Harpagon, un personnage de la comédie « Avare » de Molière, a un caractère typique de la comédie française.
Dans une scène de cette œuvre littéraire, il apparaît comme un vieillard qui se prête au jeu de mensonges, ruses et manipulations.
Pour sonder les sentiments réels de son fils Cléante, il fait semblant de désirer son opinion sur sa future belle-mère.
Et pour ne pas se monter son rival, il conduit son fils à mentir et puis à jouer au fils respectueux qui accepterait de se marier sans amour, juste pour ne déplaire pas à son père.
D’un autre côté, Harpagon lui tend un piège en lui faisant croire qu’il est disposé à lui laisser Marianne s’il aime, en feignant d’être sensible au jugement social.
Par cette succession de ruses, il accule Cléante à dire la vérité.
En bref, on peut dire que Harpagon est une personne sans tendresse ni respect pour son fils, une personne qui use de la violence physique pour rappeler son autorité et ment sans scrupules.
À travers ses personnages, Molière nous montre l’ambiance sociétale de son temps.

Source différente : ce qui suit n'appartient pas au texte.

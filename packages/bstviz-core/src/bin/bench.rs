use std::env;
use std::fs;
use std::path::PathBuf;
use std::time::Instant;

use bstviz_core::{engine, RngSource, TreeSnapshot, TreeStore, ValueSource};
use tracing::info;

const CI_CONFIG: &[(u64, u64)] = &[(100, 5), (1_000, 1), (10_000, 1)];

const LOCAL_CONFIG: &[(u64, u64)] = &[(10, 1), (100, 1), (1_000, 1), (10_000, 1)];

#[derive(serde::Serialize)]
#[serde(rename_all = "camelCase")]
struct Output {
    implementation: &'static str,
    workload: String,
    timestamp: String,
    name: String,
    total_ops: u64,
    duration_ms: f64,
    ops_per_sec: f64,
    extra: Extra,
    source_file: Option<String>,
}

#[derive(serde::Serialize)]
#[serde(rename_all = "camelCase")]
struct Extra {
    count: u64,
    steps: u64,
    final_height: i64,
    #[serde(skip_serializing_if = "Option::is_none")]
    iterations: Option<u64>,
    #[serde(skip_serializing_if = "Option::is_none")]
    avg_duration_ms: Option<f64>,
}

fn is_ci() -> bool {
    env::var("CI").map(|v| v == "true").unwrap_or(false)
}

fn shuffled_keys(count: u64) -> Vec<i64> {
    let mut source = RngSource::seeded(count);
    let mut keys: Vec<i64> = (0..count as i64).collect();
    for i in (1..keys.len()).rev() {
        let j = source.draw_count(0..=i);
        keys.swap(i, j);
    }
    keys
}

struct Run {
    duration_ms: f64,
    steps: u64,
    height: i64,
}

// insert every key, search every key, snapshot once, then delete every key
fn run_benchmark(count: u64) -> Run {
    let keys = shuffled_keys(count);
    let mut tree = TreeStore::new();
    let mut steps = 0u64;

    let start = Instant::now();
    for k in &keys {
        steps += engine::insert(&mut tree, *k).expect("insert").steps.len() as u64;
    }
    for k in &keys {
        steps += engine::search(&tree, *k).expect("search").steps.len() as u64;
    }
    let height = TreeSnapshot::capture(&tree).height;
    for k in &keys {
        steps += engine::delete(&mut tree, *k).expect("delete").steps.len() as u64;
    }
    Run {
        duration_ms: start.elapsed().as_secs_f64() * 1000.0,
        steps,
        height,
    }
}

fn main() {
    tracing_subscriber::fmt()
        .with_env_filter(
            tracing_subscriber::EnvFilter::try_from_default_env()
                .unwrap_or_else(|_| tracing_subscriber::EnvFilter::new("info")),
        )
        .with_writer(std::io::stderr)
        .init();

    let config: &[(u64, u64)] = if is_ci() { CI_CONFIG } else { LOCAL_CONFIG };

    let mut out_dir: Option<PathBuf> = None;
    let mut custom_config: Option<Vec<(u64, u64)>> = None;
    for arg in env::args().skip(1) {
        if let Some(val) = arg.strip_prefix("--count=") {
            let count = val.parse().unwrap_or(500);
            custom_config = Some(vec![(count, 1)]);
        } else if let Some(val) = arg.strip_prefix("--counts=") {
            let parsed: Vec<(u64, u64)> = val
                .split(',')
                .filter_map(|s| s.trim().parse::<u64>().ok())
                .map(|c| (c, 1))
                .collect();
            if !parsed.is_empty() {
                custom_config = Some(parsed);
            }
        } else if let Some(val) = arg.strip_prefix("--out-dir=") {
            out_dir = Some(PathBuf::from(val));
        }
    }

    let config = custom_config.as_deref().unwrap_or(config);
    let out_dir = out_dir.unwrap_or_else(|| PathBuf::from("benchmarks/core"));
    fs::create_dir_all(&out_dir).expect("mkdirs");

    for &(count, iterations) in config {
        let runs: Vec<Run> = (0..iterations.max(1)).map(|_| run_benchmark(count)).collect();
        let avg = runs.iter().map(|r| r.duration_ms).sum::<f64>() / runs.len() as f64;
        let (iterations_opt, avg_duration_ms) = if iterations > 1 {
            (Some(iterations), Some(avg))
        } else {
            (None, None)
        };
        let last = &runs[runs.len() - 1];
        info!(count, duration_ms = avg, height = last.height, "workload finished");

        let workload_name = format!("insert-search-delete-{}", count);
        let out_path = out_dir.join(format!("memory-{}.json", workload_name));
        let total_ops = count * 3;

        let output = Output {
            implementation: "core-arena-bst",
            workload: workload_name.clone(),
            timestamp: chrono::Utc::now().to_rfc3339(),
            name: workload_name,
            total_ops,
            duration_ms: avg,
            ops_per_sec: if avg > 0.0 {
                total_ops as f64 / avg * 1000.0
            } else {
                f64::INFINITY
            },
            extra: Extra {
                count,
                steps: last.steps,
                final_height: last.height,
                iterations: iterations_opt,
                avg_duration_ms,
            },
            source_file: Some(out_path.display().to_string()),
        };

        let json = serde_json::to_string_pretty(&output).expect("serialize");
        fs::write(&out_path, &json).expect("write output");
        println!("{}", json);
    }
}
use thiserror::Error;

pub type Result<T> = std::result::Result<T, Error>;

#[derive(Error, Debug, Clone, PartialEq, Eq)]
pub enum Error {
    #[error("unknown operation: {0}")]
    UnknownOperation(String),
    #[error("unknown traversal type: {0}")]
    UnknownTraversal(String),
    #[error("invalid request: {0}")]
    InvalidRequest(String),
    #[error("invalid config: {0}")]
    InvalidConfig(String),
    #[error("inconsistent state: {0}")]
    InconsistentState(String),
}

Tout d’abord, le lecteur/la lectrice peut remarquer la nature du rapport d’autorité des parents sur leurs enfants.
En ce temps-là, le mariage a été arrangé par le père ou la mère, sans aucun accord ni du fils ni de la fille.
Très souvent c’était seulement pour intérêt d’argent ou de pouvoir.
Deuxièmement, Molière souligne le traitement réservé aux femmes.
Les jeunes filles étaient des objets d’une transaction entre parents.
Le plus souvent c’étaient des barbons qui voulaient épouser les jeunes femmes.
Ils ne devaient pas être amoureux d’elles; était suffisant qu’elles étaient belles, intelligentes, spirituelles et élégantes.
Enfin, le lecteur/la lectrice peut observer comment l’écrivain transmit la conception de l’amour et du mariage.
Dans un mariage arrangé, l’amour est secondaire.
Quoique ces idées appartiennent à celle époque-là, nous pouvons observer des résidus de la société de Molière à l’heure actuelle.